Stored items:
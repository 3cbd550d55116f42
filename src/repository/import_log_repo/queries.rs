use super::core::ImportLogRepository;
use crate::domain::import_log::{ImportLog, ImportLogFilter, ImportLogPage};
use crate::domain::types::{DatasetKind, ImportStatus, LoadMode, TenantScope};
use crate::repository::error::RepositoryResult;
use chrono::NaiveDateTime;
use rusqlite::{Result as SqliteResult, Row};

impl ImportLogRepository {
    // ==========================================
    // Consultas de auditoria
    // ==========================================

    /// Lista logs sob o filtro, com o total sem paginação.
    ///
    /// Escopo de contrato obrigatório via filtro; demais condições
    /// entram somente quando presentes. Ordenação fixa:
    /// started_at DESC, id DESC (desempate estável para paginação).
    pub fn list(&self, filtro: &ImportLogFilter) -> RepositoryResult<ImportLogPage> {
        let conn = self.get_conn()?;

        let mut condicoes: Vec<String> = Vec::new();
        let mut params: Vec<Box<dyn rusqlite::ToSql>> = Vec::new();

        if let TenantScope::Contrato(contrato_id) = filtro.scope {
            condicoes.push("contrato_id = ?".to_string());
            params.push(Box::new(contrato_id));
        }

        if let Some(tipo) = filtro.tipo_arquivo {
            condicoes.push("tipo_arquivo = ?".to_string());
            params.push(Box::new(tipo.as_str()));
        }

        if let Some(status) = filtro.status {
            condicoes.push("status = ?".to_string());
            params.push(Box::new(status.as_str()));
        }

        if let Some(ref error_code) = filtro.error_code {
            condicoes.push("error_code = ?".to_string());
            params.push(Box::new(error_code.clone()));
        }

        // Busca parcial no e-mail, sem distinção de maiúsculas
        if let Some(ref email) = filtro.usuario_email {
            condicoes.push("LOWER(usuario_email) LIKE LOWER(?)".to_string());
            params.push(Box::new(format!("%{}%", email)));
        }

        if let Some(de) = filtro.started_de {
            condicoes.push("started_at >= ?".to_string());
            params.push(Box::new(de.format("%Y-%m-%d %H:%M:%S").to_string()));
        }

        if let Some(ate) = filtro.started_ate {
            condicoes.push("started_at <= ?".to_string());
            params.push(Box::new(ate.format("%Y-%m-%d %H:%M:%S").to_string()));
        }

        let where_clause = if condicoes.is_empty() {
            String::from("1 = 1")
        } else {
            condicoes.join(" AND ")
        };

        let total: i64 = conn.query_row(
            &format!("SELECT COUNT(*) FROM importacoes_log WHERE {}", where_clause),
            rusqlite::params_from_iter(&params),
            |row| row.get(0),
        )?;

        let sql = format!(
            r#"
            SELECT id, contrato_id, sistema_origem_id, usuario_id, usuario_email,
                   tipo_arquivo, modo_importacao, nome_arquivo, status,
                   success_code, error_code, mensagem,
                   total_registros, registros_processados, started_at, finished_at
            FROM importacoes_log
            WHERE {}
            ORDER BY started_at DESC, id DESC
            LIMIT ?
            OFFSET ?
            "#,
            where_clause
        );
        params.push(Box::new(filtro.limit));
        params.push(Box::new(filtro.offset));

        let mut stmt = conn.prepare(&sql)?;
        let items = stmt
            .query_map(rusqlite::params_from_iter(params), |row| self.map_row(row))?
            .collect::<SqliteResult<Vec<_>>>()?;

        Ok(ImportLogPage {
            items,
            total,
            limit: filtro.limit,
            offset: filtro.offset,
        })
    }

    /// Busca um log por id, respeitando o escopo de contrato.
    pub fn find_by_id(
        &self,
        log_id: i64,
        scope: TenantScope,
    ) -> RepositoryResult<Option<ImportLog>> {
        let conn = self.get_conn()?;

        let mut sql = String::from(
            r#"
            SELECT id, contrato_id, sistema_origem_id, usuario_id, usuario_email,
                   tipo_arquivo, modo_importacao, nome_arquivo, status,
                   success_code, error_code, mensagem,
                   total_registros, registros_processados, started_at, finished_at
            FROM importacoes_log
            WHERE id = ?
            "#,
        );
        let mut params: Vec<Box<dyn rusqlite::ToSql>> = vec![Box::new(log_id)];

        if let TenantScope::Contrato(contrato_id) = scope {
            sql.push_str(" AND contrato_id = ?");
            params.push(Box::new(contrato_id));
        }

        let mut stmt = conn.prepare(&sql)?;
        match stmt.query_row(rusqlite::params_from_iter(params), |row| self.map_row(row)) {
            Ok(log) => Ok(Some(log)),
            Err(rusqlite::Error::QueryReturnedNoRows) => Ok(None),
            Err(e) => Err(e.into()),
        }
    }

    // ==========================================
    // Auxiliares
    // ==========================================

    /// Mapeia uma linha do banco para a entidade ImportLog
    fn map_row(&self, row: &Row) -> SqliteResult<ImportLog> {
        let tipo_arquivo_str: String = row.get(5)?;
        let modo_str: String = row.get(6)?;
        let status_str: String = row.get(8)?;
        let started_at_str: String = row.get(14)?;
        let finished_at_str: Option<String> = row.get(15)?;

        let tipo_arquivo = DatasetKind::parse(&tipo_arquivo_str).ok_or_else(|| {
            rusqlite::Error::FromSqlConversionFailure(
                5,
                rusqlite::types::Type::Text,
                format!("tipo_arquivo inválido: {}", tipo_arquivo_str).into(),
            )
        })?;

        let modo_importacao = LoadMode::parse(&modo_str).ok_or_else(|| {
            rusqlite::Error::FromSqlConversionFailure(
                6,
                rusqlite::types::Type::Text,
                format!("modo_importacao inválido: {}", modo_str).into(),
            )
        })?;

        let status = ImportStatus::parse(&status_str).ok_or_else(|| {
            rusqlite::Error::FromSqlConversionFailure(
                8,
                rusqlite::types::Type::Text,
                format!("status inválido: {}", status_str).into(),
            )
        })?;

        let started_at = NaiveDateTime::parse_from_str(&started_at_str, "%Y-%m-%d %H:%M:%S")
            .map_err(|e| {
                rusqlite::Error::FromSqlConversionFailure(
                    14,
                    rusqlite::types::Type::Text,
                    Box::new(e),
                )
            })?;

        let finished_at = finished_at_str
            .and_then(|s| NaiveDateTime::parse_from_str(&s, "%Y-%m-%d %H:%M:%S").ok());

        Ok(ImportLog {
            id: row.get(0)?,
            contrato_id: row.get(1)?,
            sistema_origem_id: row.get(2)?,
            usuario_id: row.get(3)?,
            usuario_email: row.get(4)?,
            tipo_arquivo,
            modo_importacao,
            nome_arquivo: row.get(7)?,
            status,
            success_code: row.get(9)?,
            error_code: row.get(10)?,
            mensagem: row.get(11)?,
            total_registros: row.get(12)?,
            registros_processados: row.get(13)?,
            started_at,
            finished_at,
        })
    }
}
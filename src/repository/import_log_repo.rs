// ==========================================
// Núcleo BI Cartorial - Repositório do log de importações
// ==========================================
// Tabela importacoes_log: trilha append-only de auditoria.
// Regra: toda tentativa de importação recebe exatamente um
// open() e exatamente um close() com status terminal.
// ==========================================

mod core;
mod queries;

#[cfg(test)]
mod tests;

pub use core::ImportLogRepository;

REQUIREMENT: Write the entries out again verbatim, every one of them.

TASK OUTPUT:
repository 3cbd550d55116f42
filename src/repository/import_log_repo/queries.rs
use super::core::ImportLogRepository;
use crate::domain::import_log::{ImportLog, ImportLogFilter, ImportLogPage};
use crate::domain::types::{DatasetKind, ImportStatus, LoadMode, TenantScope};
use crate::repository::error::RepositoryResult;
use chrono::NaiveDateTime;
use rusqlite::{Result as SqliteResult, Row};

impl ImportLogRepository {
    // ==========================================
    // Consultas de auditoria
    // ==========================================

    /// Lista logs sob o filtro, com o total sem paginação.
    ///
    /// Escopo de contrato obrigatório via filtro; demais condições
    /// entram somente quando presentes. Ordenação fixa:
    /// started_at DESC, id DESC (desempate estável para paginação).
    pub fn list(&self, filtro: &ImportLogFilter) -> RepositoryResult<ImportLogPage> {
        let conn = self.get_conn()?;

        let mut condicoes: Vec<String> = Vec::new();
        let mut params: Vec<Box<dyn rusqlite::ToSql>> = Vec::new();

        if let TenantScope::Contrato(contrato_id) = filtro.scope {
            condicoes.push("contrato_id = ?".to_string());
            params.push(Box::new(contrato_id));
        }

        if let Some(tipo) = filtro.tipo_arquivo {
            condicoes.push("tipo_arquivo = ?".to_string());
            params.push(Box::new(tipo.as_str()));
        }

        if let Some(status) = filtro.status {
            condicoes.push("status = ?".to_string());
            params.push(Box::new(status.as_str()));
        }

        if let Some(ref error_code) = filtro.error_code {
            condicoes.push("error_code = ?".to_string());
            params.push(Box::new(error_code.clone()));
        }

        // Busca parcial no e-mail, sem distinção de maiúsculas
        if let Some(ref email) = filtro.usuario_email {
            condicoes.push("LOWER(usuario_email) LIKE LOWER(?)".to_string());
            params.push(Box::new(format!("%{}%", email)));
        }

        if let Some(de) = filtro.started_de {
            condicoes.push("started_at >= ?".to_string());
            params.push(Box::new(de.format("%Y-%m-%d %H:%M:%S").to_string()));
        }

        if let Some(ate) = filtro.started_ate {
            condicoes.push("started_at <= ?".to_string());
            params.push(Box::new(ate.format("%Y-%m-%d %H:%M:%S").to_string()));
        }

        let where_clause = if condicoes.is_empty() {
            String::from("1 = 1")
        } else {
            condicoes.join(" AND ")
        };

        let total: i64 = conn.query_row(
            &format!("SELECT COUNT(*) FROM importacoes_log WHERE {}", where_clause),
            rusqlite::params_from_iter(&params),
            |row| row.get(0),
        )?;

        let sql = format!(
            r#"
            SELECT id, contrato_id, sistema_origem_id, usuario_id, usuario_email,
                   tipo_arquivo, modo_importacao, nome_arquivo, status,
                   success_code, error_code, mensagem,
                   total_registros, registros_processados, started_at, finished_at
            FROM importacoes_log
            WHERE {}
            ORDER BY started_at DESC, id DESC
            LIMIT ?
            OFFSET ?
            "#,
            where_clause
        );
        params.push(Box::new(filtro.limit));
        params.push(Box::new(filtro.offset));

        let mut stmt = conn.prepare(&sql)?;
        let items = stmt
            .query_map(rusqlite::params_from_iter(params), |row| self.map_row(row))?
            .collect::<SqliteResult<Vec<_>>>()?;

        Ok(ImportLogPage {
            items,
            total,
            limit: filtro.limit,
            offset: filtro.offset,
        })
    }

    /// Busca um log por id, respeitando o escopo de contrato.
    pub fn find_by_id(
        &self,
        log_id: i64,
        scope: TenantScope,
    ) -> RepositoryResult<Option<ImportLog>> {
        let conn = self.get_conn()?;

        let mut sql = String::from(
            r#"
            SELECT id, contrato_id, sistema_origem_id, usuario_id, usuario_email,
                   tipo_arquivo, modo_importacao, nome_arquivo, status,
                   success_code, error_code, mensagem,
                   total_registros, registros_processados, started_at, finished_at
            FROM importacoes_log
            WHERE id = ?
            "#,
        );
        let mut params: Vec<Box<dyn rusqlite::ToSql>> = vec![Box::new(log_id)];

        if let TenantScope::Contrato(contrato_id) = scope {
            sql.push_str(" AND contrato_id = ?");
            params.push(Box::new(contrato_id));
        }

        let mut stmt = conn.prepare(&sql)?;
        match stmt.query_row(rusqlite::params_from_iter(params), |row| self.map_row(row)) {
            Ok(log) => Ok(Some(log)),
            Err(rusqlite::Error::QueryReturnedNoRows) => Ok(None),
            Err(e) => Err(e.into()),
        }
    }

    // ==========================================
    // Auxiliares
    // ==========================================

    /// Mapeia uma linha do banco para a entidade ImportLog
    fn map_row(&self, row: &Row) -> SqliteResult<ImportLog> {
        let tipo_arquivo_str: String = row.get(5)?;
        let modo_str: String = row.get(6)?;
        let status_str: String = row.get(8)?;
        let started_at_str: String = row.get(14)?;
        let finished_at_str: Option<String> = row.get(15)?;

        let tipo_arquivo = DatasetKind::parse(&tipo_arquivo_str).ok_or_else(|| {
            rusqlite::Error::FromSqlConversionFailure(
                5,
                rusqlite::types::Type::Text,
                format!("tipo_arquivo inválido: {}", tipo_arquivo_str).into(),
            )
        })?;

        let modo_importacao = LoadMode::parse(&modo_str).ok_or_else(|| {
            rusqlite::Error::FromSqlConversionFailure(
                6,
                rusqlite::types::Type::Text,
                format!("modo_importacao inválido: {}", modo_str).into(),
            )
        })?;

        let status = ImportStatus::parse(&status_str).ok_or_else(|| {
            rusqlite::Error::FromSqlConversionFailure(
                8,
                rusqlite::types::Type::Text,
                format!("status inválido: {}", status_str).into(),
            )
        })?;

        let started_at = NaiveDateTime::parse_from_str(&started_at_str, "%Y-%m-%d %H:%M:%S")
            .map_err(|e| {
                rusqlite::Error::FromSqlConversionFailure(
                    14,
                    rusqlite::types::Type::Text,
                    Box::new(e),
                )
            })?;

        let finished_at = finished_at_str
            .and_then(|s| NaiveDateTime::parse_from_str(&s, "%Y-%m-%d %H:%M:%S").ok());

        Ok(ImportLog {
            id: row.get(0)?,
            contrato_id: row.get(1)?,
            sistema_origem_id: row.get(2)?,
            usuario_id: row.get(3)?,
            usuario_email: row.get(4)?,
            tipo_arquivo,
            modo_importacao,
            nome_arquivo: row.get(7)?,
            status,
            success_code: row.get(9)?,
            error_code: row.get(10)?,
            mensagem: row.get(11)?,
            total_registros: row.get(12)?,
            registros_processados: row.get(13)?,
            started_at,
            finished_at,
        })
    }
}
filename src/repository/import_log_repo.rs
// ==========================================
// Núcleo BI Cartorial - Repositório do log de importações
// ==========================================
// Tabela importacoes_log: trilha append-only de auditoria.
// Regra: toda tentativa de importação recebe exatamente um
// open() e exatamente um close() com status terminal.
// ==========================================

mod core;
mod queries;

#[cfg(test)]
mod tests;

pub use core::ImportLogRepository;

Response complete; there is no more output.